• Required action
No output is needed beyond the number of lines in the listing that contain the word "struct".

• The input
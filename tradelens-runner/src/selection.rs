//! Trade selection before simulation.

use std::collections::BTreeSet;

use chrono::NaiveDate;
use tradelens_core::domain::{StrategyId, TagId, Trade};

use crate::settings::SelectionSettings;

/// Strategy, tag, date-range and open/closed filter over trades.
#[derive(Debug, Clone, Default, PartialEq)]
pub struct TradeFilter {
    pub from: Option<NaiveDate>,
    pub to: Option<NaiveDate>,
    pub strategies: BTreeSet<StrategyId>,
    pub tags: BTreeSet<TagId>,
    pub include_open: bool,
}

impl TradeFilter {
    pub fn from_settings(settings: &SelectionSettings) -> Self {
        Self {
            from: settings.from,
            to: settings.to,
            strategies: settings.strategies.iter().copied().collect(),
            tags: settings.tags.iter().copied().collect(),
            include_open: settings.include_open,
        }
    }

    /// A trade matches when its activity overlaps `[from, to]`, its strategy is
    /// selected (if any are) and it carries one of the selected tags (if any are).
    pub fn matches(&self, trade: &Trade) -> bool {
        if trade.open && !self.include_open {
            return false;
        }
        if !self.strategies.is_empty()
            && !trade.strategy_id.is_some_and(|s| self.strategies.contains(&s))
        {
            return false;
        }
        if !self.tags.is_empty() && trade.tags.is_disjoint(&self.tags) {
            return false;
        }

        let dates = trade.event_dates();
        let (Some(first), Some(last)) = (dates.first().copied(), dates.last().copied()) else {
            return false;
        };
        let last = if trade.open { NaiveDate::MAX } else { last };
        if self.to.is_some_and(|to| first > to) {
            return false;
        }
        if self.from.is_some_and(|from| last < from) {
            return false;
        }
        true
    }

    /// Matching trades, cloned and with their derived fields rebuilt.
    pub fn apply(&self, trades: &[Trade]) -> Vec<Trade> {
        trades
            .iter()
            .filter(|t| self.matches(t))
            .map(|t| {
                let mut trade = t.clone();
                trade.recompute();
                trade
            })
            .collect()
    }
}

#[cfg(test)]
mod tests {
    use super::*;
    use tradelens_core::domain::{InstrumentId, Order, OrderId, TradeId};

    fn d(day: u32) -> NaiveDate {
        NaiveDate::from_ymd_opt(2024, 4, day).unwrap()
    }

    fn trade(id: u64, strategy: Option<u64>, open_day: u32, close_day: Option<u32>) -> Trade {
        let mut t = Trade::new(TradeId(id), format!("T{id}"));
        t.strategy_id = strategy.map(StrategyId);
        t.orders.push(Order::new(
            OrderId(id * 10),
            InstrumentId(1),
            d(open_day).and_hms_opt(10, 0, 0).unwrap(),
            10.0,
            100.0,
        ));
        if let Some(close) = close_day {
            t.orders.push(Order::new(
                OrderId(id * 10 + 1),
                InstrumentId(1),
                d(close).and_hms_opt(10, 0, 0).unwrap(),
                -10.0,
                105.0,
            ));
            t.open = false;
        }
        t
    }

    #[test]
    fn default_filter_keeps_everything_with_events() {
        let filter = TradeFilter {
            include_open: true,
            ..TradeFilter::default()
        };
        assert!(filter.matches(&trade(1, None, 2, None)));
        assert!(filter.matches(&trade(2, Some(1), 2, Some(5))));
        assert!(!filter.matches(&Trade::new(TradeId(3), "empty")));
    }

    #[test]
    fn strategy_and_open_filters() {
        let filter = TradeFilter {
            strategies: [StrategyId(1)].into_iter().collect(),
            include_open: false,
            ..TradeFilter::default()
        };
        assert!(filter.matches(&trade(1, Some(1), 2, Some(5))));
        assert!(!filter.matches(&trade(2, Some(2), 2, Some(5))));
        assert!(!filter.matches(&trade(3, None, 2, Some(5))));
        assert!(!filter.matches(&trade(4, Some(1), 2, None)));
    }

    #[test]
    fn tag_filter_needs_any_tag() {
        let filter = TradeFilter {
            tags: [TagId(7), TagId(8)].into_iter().collect(),
            include_open: true,
            ..TradeFilter::default()
        };
        let mut tagged = trade(1, None, 2, Some(3));
        tagged.tags.insert(TagId(8));
        assert!(filter.matches(&tagged));
        assert!(!filter.matches(&trade(2, None, 2, Some(3))));
    }

    #[test]
    fn date_range_overlap() {
        let filter = TradeFilter {
            from: Some(d(10)),
            to: Some(d(20)),
            include_open: true,
            ..TradeFilter::default()
        };
        assert!(!filter.matches(&trade(1, None, 2, Some(5))));
        assert!(filter.matches(&trade(2, None, 5, Some(12))));
        assert!(filter.matches(&trade(3, None, 2, None)));
        assert!(!filter.matches(&trade(4, None, 21, Some(25))));
    }

    #[test]
    fn apply_recomputes_trades() {
        let filter = TradeFilter::from_settings(&SelectionSettings::default());
        let selected = filter.apply(&[trade(1, None, 2, Some(5))]);
        assert_eq!(selected.len(), 1);
        assert!((selected[0].stats.realized_pnl - 50.0).abs() < 1e-9);
    }
}
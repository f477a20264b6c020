//! Date-ordered series with a forward-only cursor.
//!
//! The simulation advances every series to the day being processed, then reads
//! the current element. No interpolation: before the first element there is no
//! current value.

use chrono::NaiveDate;

use crate::domain::{Bar, FxRate};

pub trait Dated {
    fn date(&self) -> NaiveDate;
}

impl Dated for Bar {
    fn date(&self) -> NaiveDate {
        self.date
    }
}

impl Dated for FxRate {
    fn date(&self) -> NaiveDate {
        self.date
    }
}

#[derive(Debug, Clone)]
pub struct TimeSeries<T> {
    items: Vec<T>,
    cursor: Option<usize>,
}

impl<T: Dated> TimeSeries<T> {
    /// Sorts by date. When two items share a date the later one wins.
    pub fn new(mut items: Vec<T>) -> Self {
        items.sort_by_key(|item| item.date());
        let mut deduped: Vec<T> = Vec::with_capacity(items.len());
        for item in items {
            match deduped.last_mut() {
                Some(last) if last.date() == item.date() => *last = item,
                _ => deduped.push(item),
            }
        }
        Self {
            items: deduped,
            cursor: None,
        }
    }

    /// Move the cursor to the last item dated at or before `date`.
    ///
    /// The cursor never moves backwards.
    pub fn progress_to(&mut self, date: NaiveDate) {
        let mut next = self.cursor.map_or(0, |c| c + 1);
        while next < self.items.len() && self.items[next].date() <= date {
            self.cursor = Some(next);
            next += 1;
        }
    }

    pub fn current(&self) -> Option<&T> {
        self.cursor.map(|c| &self.items[c])
    }

    pub fn reset(&mut self) {
        self.cursor = None;
    }

    /// Last item at or before `date`, independent of the cursor.
    pub fn at_or_before(&self, date: NaiveDate) -> Option<&T> {
        let idx = self.items.partition_point(|item| item.date() <= date);
        idx.checked_sub(1).map(|i| &self.items[i])
    }

    pub fn first_date(&self) -> Option<NaiveDate> {
        self.items.first().map(Dated::date)
    }

    pub fn last_date(&self) -> Option<NaiveDate> {
        self.items.last().map(Dated::date)
    }

    pub fn items(&self) -> &[T] {
        &self.items
    }

    pub fn len(&self) -> usize {
        self.items.len()
    }

    pub fn is_empty(&self) -> bool {
        self.items.is_empty()
    }
}
//! Performance metrics — pure functions that compute portfolio statistics.
//!
//! Every metric is a pure function: equity curve and/or trade list in, scalar out.
//! Degenerate inputs (empty series, zero variance, zero drawdown) yield `None`
//! rather than a misleading number; the report omits those rows.

use serde::{Deserialize, Serialize};
use tradelens_core::engine::TradeResult;
use tradelens_core::EquityCurve;

use crate::tail_metrics::skewness;

/// Returns with magnitude below this count as flat periods.
pub const FLAT_EPSILON: f64 = 1e-7;

/// Trading periods per year used for volatility annualization.
pub const PERIODS_PER_YEAR: f64 = 252.0;

/// Profit factor when there are wins but no losses.
pub const PROFIT_FACTOR_CAP: f64 = 100.0;

// ─── Named statistics ───────────────────────────────────────────────

#[derive(Debug, Clone, Copy, PartialEq, Eq, Serialize, Deserialize)]
pub enum StatFormat {
    Percent,
    Ratio,
    Money,
    Count,
    Days,
}

/// One named statistic with its display format.
#[derive(Debug, Clone, PartialEq, Serialize)]
pub struct Stat {
    pub name: &'static str,
    pub value: Option<f64>,
    pub format: StatFormat,
}

impl Stat {
    pub fn new(name: &'static str, value: Option<f64>, format: StatFormat) -> Self {
        Self { name, value, format }
    }

    /// Formatted value, `None` when the statistic is undefined.
    pub fn display(&self) -> Option<String> {
        self.value.map(|v| format_value(v, self.format))
    }
}

pub fn format_value(value: f64, format: StatFormat) -> String {
    match format {
        StatFormat::Percent => format!("{:.2}%", value * 100.0),
        StatFormat::Ratio => format!("{value:.2}"),
        StatFormat::Money => format!("{value:.2}"),
        StatFormat::Count => format!("{value:.0}"),
        StatFormat::Days => format!("{value:.1}"),
    }
}

// ─── Equity curve statistics ────────────────────────────────────────

/// Statistics derived from one completed equity curve.
#[derive(Debug, Clone, Default, PartialEq, Serialize, Deserialize)]
pub struct EquityCurveStats {
    pub periods: usize,
    pub total_return: Option<f64>,
    pub cagr: Option<f64>,
    pub mean_return: Option<f64>,
    pub stdev_return: Option<f64>,
    pub skew: Option<f64>,
    pub best_period: Option<f64>,
    pub worst_period: Option<f64>,
    pub annual_volatility: Option<f64>,
    pub sharpe: Option<f64>,
    pub sortino: Option<f64>,
    pub mar: Option<f64>,
    pub k_ratio: Option<f64>,
    pub ulcer_index: Option<f64>,
    pub max_drawdown: Option<f64>,
    pub max_drawdown_dollar: Option<f64>,
    pub longest_drawdown_days: Option<f64>,
    pub pct_up: Option<f64>,
    pub pct_down: Option<f64>,
    pub pct_flat: Option<f64>,
    pub gross_wins: Option<f64>,
    pub gross_losses: Option<f64>,
    pub profit_factor: Option<f64>,
}

impl EquityCurveStats {
    pub fn compute(curve: &EquityCurve, risk_free_rate: f64) -> Self {
        let returns = curve.returns();
        let equity = curve.equity();
        let days = (curve.last_date() - curve.start_date()).num_days();
        if returns.is_empty() {
            return Self::default();
        }

        let cagr = cagr(&equity, days);
        let vol = annual_volatility(&returns);
        let (up, down, flat) = up_down_flat(&returns);
        let (wins, losses) = gross_changes(&equity);
        let max_dd = curve.max_drawdown_pct();

        Self {
            periods: returns.len(),
            total_return: Some(curve.total_return()),
            cagr,
            mean_return: Some(mean_f64(&returns)),
            stdev_return: (returns.len() >= 2).then(|| std_dev(&returns)),
            skew: skewness(&returns),
            best_period: returns.iter().copied().reduce(f64::max),
            worst_period: returns.iter().copied().reduce(f64::min),
            annual_volatility: vol,
            sharpe: sharpe_ratio(cagr, vol, risk_free_rate),
            sortino: sortino_ratio(cagr, &returns, risk_free_rate),
            mar: mar_ratio(cagr, max_dd),
            k_ratio: k_ratio(&equity),
            ulcer_index: Some(ulcer_index(&curve.drawdown_pct())),
            max_drawdown: Some(max_dd),
            max_drawdown_dollar: Some(curve.max_drawdown_dollar()),
            longest_drawdown_days: curve
                .drawdown_episodes()
                .iter()
                .map(|e| e.length_days as f64)
                .reduce(f64::max),
            pct_up: Some(up),
            pct_down: Some(down),
            pct_flat: Some(flat),
            gross_wins: Some(wins),
            gross_losses: Some(losses),
            profit_factor: profit_factor(wins, losses),
        }
    }

    pub fn entries(&self) -> Vec<Stat> {
        use StatFormat::*;
        vec![
            Stat::new("Periods", Some(self.periods as f64), Count),
            Stat::new("Total Period Return", self.total_return, Percent),
            Stat::new("CAGR", self.cagr, Percent),
            Stat::new("Mean Period Return", self.mean_return, Percent),
            Stat::new("Stdev Period Return", self.stdev_return, Percent),
            Stat::new("Skew", self.skew, Ratio),
            Stat::new("Best Period", self.best_period, Percent),
            Stat::new("Worst Period", self.worst_period, Percent),
            Stat::new("Annualized Volatility", self.annual_volatility, Percent),
            Stat::new("Sharpe Ratio", self.sharpe, Ratio),
            Stat::new("Sortino Ratio", self.sortino, Ratio),
            Stat::new("MAR Ratio", self.mar, Ratio),
            Stat::new("K-Ratio", self.k_ratio, Ratio),
            Stat::new("Ulcer Index", self.ulcer_index, Percent),
            Stat::new("Max Drawdown", self.max_drawdown, Percent),
            Stat::new("Max Drawdown $", self.max_drawdown_dollar, Money),
            Stat::new("Longest Drawdown (days)", self.longest_drawdown_days, Days),
            Stat::new("% Up Periods", self.pct_up, Percent),
            Stat::new("% Down Periods", self.pct_down, Percent),
            Stat::new("% Flat Periods", self.pct_flat, Percent),
            Stat::new("Gross Wins $", self.gross_wins, Money),
            Stat::new("Gross Losses $", self.gross_losses, Money),
            Stat::new("Profit Factor", self.profit_factor, Ratio),
        ]
    }
}

// ─── Trade statistics ───────────────────────────────────────────────

/// Statistics over the closed trades of a scope.
#[derive(Debug, Clone, Default, PartialEq, Serialize, Deserialize)]
pub struct TradeStatistics {
    pub trade_count: usize,
    pub winners: usize,
    pub losers: usize,
    pub win_rate: Option<f64>,
    pub total_pnl: f64,
    pub avg_win: Option<f64>,
    pub avg_loss: Option<f64>,
    pub avg_win_pct: Option<f64>,
    pub avg_loss_pct: Option<f64>,
    pub largest_win: Option<f64>,
    pub largest_loss: Option<f64>,
    pub risk_reward: Option<f64>,
    pub profit_factor: Option<f64>,
    pub sqn: Option<f64>,
    pub turnover: Option<f64>,
    pub avg_holding_days: Option<f64>,
    pub max_consecutive_wins: usize,
    pub max_consecutive_losses: usize,
    pub avg_losing_streak: Option<f64>,
}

• Solution
5